憎しみの剣が鈍る時





  【10】



 ノックの音が響いて、セイネリアは部屋の扉を睨む。
 暫くすれば、真白な髪の子供が二人、ひょいと顔を覗かせてセイネリアに笑いかけた。

「マスター、ホントにこっち来てたんだ、久しぶりー」

 一見無邪気に見える笑顔で、彼らはセイネリアの返事も待たずに部屋の中へ入ってくる。当然、セイネリアはそれに不快そうな視線を向けた。

「なんの用だ」

 西館のこの部屋は、セイネリアが使う為に空けてある部屋だった。
 使っていなくてもカリンの部下が掃除だけはずっとしていて、この部屋の扉は普段は開いたままにしておく事になっている。逆にいえば、扉が閉まっている時はセイネリアがいると言う事で、余程の事態がなければ誰も中に入ってはいけない事は暗黙の了解となっていた。

「あ、やっぱりマスター怒ってるよ、ラスト」
「だから止めといた方がいいかもっていったんだよ、レスト」

 互いに顔を見合わせて言い合う姿は、彼らを知るものならいつもの事だとうんざりする光景だった。双子である彼らは、いつでも二人で相談してから、一人分の意見として相手に発言するのが常の事だった。普段なら、そんな彼らの様子にも適度に流して話を聞いてやるセイネリアだったが、今ならばそれに苛立つのは仕方がない。
 それでも、はっきりと怒る事もなくただ彼らを見ていれば、兄であるラストの方が、椅子に座っているセイネリアの前に一歩進み出る。

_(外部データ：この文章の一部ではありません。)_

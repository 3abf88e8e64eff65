//! Testing utilities and mock implementations
//!
//! A scripted agent runtime for exercising routing and session handling
//! without spawning the agent CLI.

pub mod mocks;

pub use mocks::*;
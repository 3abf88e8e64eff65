//! Documentation generation tool
//!
//! Collects `///` item docs and `//!` module docs from a Rust source file
//! and renders them as markdown or plain text.

use super::{parameter_schema, read_source, MAX_SOURCE_SIZE};
use crate::tools::{text_result, Tool, ToolDescription, ToolError};
use async_trait::async_trait;
use schemars::JsonSchema;
use serde::{Deserialize, Serialize};
use serde_json::Value;
use std::path::Path;

/// Output format for generated documentation
#[derive(Debug, Clone, Copy, PartialEq, Eq, Serialize, Deserialize, JsonSchema)]
#[serde(rename_all = "lowercase")]
pub enum DocFormat {
    Markdown,
    Text,
}

/// Parameters for `generate_docs`
#[derive(Debug, Deserialize, JsonSchema)]
#[serde(deny_unknown_fields)]
pub struct GenerateDocsParams {
    /// Path of the source file to document
    pub file_path: String,
    /// Rendering format
    pub format: DocFormat,
}

/// Extracted documentation for one file
#[derive(Debug, Default, Clone, PartialEq, Eq)]
pub struct FileDocs {
    pub module: Vec<String>,
    pub items: Vec<ItemDoc>,
}

/// Doc comment attached to an item
#[derive(Debug, Clone, PartialEq, Eq)]
pub struct ItemDoc {
    pub signature: String,
    pub doc: Vec<String>,
}

fn doc_line<'a>(line: &'a str, prefix: &str) -> Option<&'a str> {
    line.strip_prefix(prefix)
        .map(|rest| rest.strip_prefix(' ').unwrap_or(rest))
}

/// Pull module docs and item docs out of source text
///
/// Attributes between a doc block and its item are skipped; the first
/// non-attribute line is taken as the item signature (trailing `{` removed).
pub fn extract_docs(source: &str) -> FileDocs {
    let mut docs = FileDocs::default();
    let mut pending: Vec<String> = Vec::new();

    for raw in source.lines() {
        let line = raw.trim();

        if let Some(text) = doc_line(line, "//!") {
            docs.module.push(text.to_string());
            continue;
        }

        if let Some(text) = doc_line(line, "///") {
            pending.push(text.to_string());
            continue;
        }

        if pending.is_empty() || line.starts_with("#[") {
            continue;
        }

        if line.is_empty() {
            // Detached doc block
            pending.clear();
            continue;
        }

        let signature = line
            .trim_end_matches('{')
            .trim_end_matches(';')
            .trim_end()
            .to_string();
        docs.items.push(ItemDoc {
            signature,
            doc: std::mem::take(&mut pending),
        });
    }

    docs
}

/// Render extracted docs
pub fn render(file_path: &str, docs: &FileDocs, format: DocFormat) -> String {
    let mut out = String::new();
    match format {
        DocFormat::Markdown => {
            out.push_str(&format!("# {file_path}\n"));
            if !docs.module.is_empty() {
                out.push('\n');
                out.push_str(&docs.module.join("\n"));
                out.push('\n');
            }
            for item in &docs.items {
                out.push_str(&format!("\n## `{}`\n\n", item.signature));
                out.push_str(&item.doc.join("\n"));
                out.push('\n');
            }
        }
        DocFormat::Text => {
            out.push_str(file_path);
            out.push('\n');
            for line in &docs.module {
                out.push_str(line);
                out.push('\n');
            }
            for item in &docs.items {
                out.push_str(&format!("\n{}\n", item.signature));
                for line in &item.doc {
                    out.push_str(&format!("    {line}\n"));
                }
            }
        }
    }
    out
}

/// `generate_docs` builtin
pub struct GenerateDocsTool {
    max_file_size: u64,
}

impl Default for GenerateDocsTool {
    fn default() -> Self {
        Self::new()
    }
}

impl GenerateDocsTool {
    pub fn new() -> Self {
        Self {
            max_file_size: MAX_SOURCE_SIZE,
        }
    }
}

#[async_trait]
impl Tool for GenerateDocsTool {
    fn describe(&self) -> ToolDescription {
        ToolDescription {
            name: "generate_docs".to_string(),
            description: "Generate documentation from code".to_string(),
            parameters: parameter_schema::<GenerateDocsParams>(),
        }
    }

    async fn execute(&self, parameters: &Value) -> Result<Value, ToolError> {
        let params: GenerateDocsParams = serde_json::from_value(parameters.clone())
            .map_err(|e| ToolError::ValidationError(e.to_string()))?;

        let source = read_source(Path::new(&params.file_path), self.max_file_size).await?;
        let docs = extract_docs(&source);

        Ok(text_result(render(&params.file_path, &docs, params.format)))
    }
}

#[cfg(test)]
mod tests {
    use super::*;
    use serde_json::json;

    const SOURCE: &str = r#"//! Widget helpers

/// A widget
///
/// Widgets are small.
#[derive(Debug)]
pub struct Widget {
    size: u8,
}

/// Orphaned comment

fn private() {}

/// Build a widget
pub fn build(size: u8) -> Widget {
    Widget { size }
}
"#;

    #[test]
    fn test_extract_module_and_item_docs() {
        let docs = extract_docs(SOURCE);

        assert_eq!(docs.module, vec!["Widget helpers"]);
        assert_eq!(docs.items.len(), 2);
        assert_eq!(docs.items[0].signature, "pub struct Widget");
        assert_eq!(docs.items[0].doc, vec!["A widget", "", "Widgets are small."]);
        assert_eq!(docs.items[1].signature, "pub fn build(size: u8) -> Widget");
    }

    #[test]
    fn test_render_markdown() {
        let rendered = render("src/widget.rs", &extract_docs(SOURCE), DocFormat::Markdown);

        assert!(rendered.starts_with("# src/widget.rs\n"));
        assert!(rendered.contains("## `pub struct Widget`"));
        assert!(rendered.contains("Build a widget"));
    }

    #[test]
    fn test_render_text_indents_docs() {
        let rendered = render("src/widget.rs", &extract_docs(SOURCE), DocFormat::Text);

        assert!(rendered.contains("\npub fn build(size: u8) -> Widget\n    Build a widget\n"));
        assert!(!rendered.contains('#'));
    }

    #[test]
    fn test_source_without_docs() {
        let docs = extract_docs("fn main() {}\n");
        assert_eq!(docs, FileDocs::default());
    }

    #[tokio::test]
    async fn test_execute_renders_file() {
        let dir = tempfile::tempdir().unwrap();
        let path = dir.path().join("widget.rs");
        std::fs::write(&path, SOURCE).unwrap();

        let result = GenerateDocsTool::new()
            .execute(&json!({"file_path": path.to_str().unwrap(), "format": "markdown"}))
            .await
            .unwrap();

        assert!(result["content"][0]["text"]
            .as_str()
            .unwrap()
            .contains("## `pub fn build(size: u8) -> Widget`"));
    }
}
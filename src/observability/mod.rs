//! Observability: structured logging and per-instance metrics

pub mod logging;
pub mod metrics;

pub use logging::{init_default_logging, init_logging, LogFormat};
pub use metrics::{MetricsCollector, MetricsSnapshot, ProfileMetrics, SessionMetrics};

// Span macros for structured logging
pub use logging::{session_span, task_span, tool_span};
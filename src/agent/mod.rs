//! Task orchestration
//!
//! Ties the classifier and the session invoker together for single tasks,
//! batches and cancellable background invocations.

pub mod orchestrator;

pub use orchestrator::{
    BatchReport, InvocationHandle, Orchestrator, TaskFailure, TaskOutcome, TaskReport,
};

「ね、マスター。そこの人、寝てるんでしょ? マスターの大切な人なんでしょ? だったらさ、僕達の出番じゃないかな?」

 続いて、弟のレストが、ラストの後ろから顔を覗かせる。

「相手が眠ってるなら僕達アルワナ神官の領域だからね。彼の、心を知りたくない?」
「成る程な、……誰がお前らにあいつの事を教えた」

 セイネリアが、明らかに怒りを瞳に映して彼らを睨めば、流石の傍若無人な双子の兄弟も体を竦ませる。

「ドクター。マスターの手助けしてやれって」
「余計な事を」

 眠りと意識の神であるアルワナの神官の二人は、この年齢でアルワナの司祭長の位をかつて持っていた。
 アルワナは眠りに関連する全てを司る。神官達は永遠の眠りの中にいる死者と話をし、眠っているものの意識を読む事が出来る。だからその力の性質上、アルワナの神官達は他人と接触せずに生きている。一般人の中で生活する場合は、アルワナ神官である事を隠すのが普通だった。
 誰だって、自分の心を読まれたくはない。
 死者に聞いて秘密を暴かれたくはない。
 アルワナ神官と分かった時点で、普通の人間は離れていく。
 もっとも、アルワナ神の信仰自体はかなりマイナーではあるから、そもそもアルワナ神官自体が珍しいのだが。

「失せろ、俺は今お前達に構う気分じゃない」

 滅多に感情に任せた発言をしないセイネリアのその言葉に、双子は顔を見合わせて、本気で自分達が彼を怒らせた事を知る。
 それでも、セイネリアから一歩引いて、彼らは伺うように顔を俯かせ、目だけで恐る恐る見上げた。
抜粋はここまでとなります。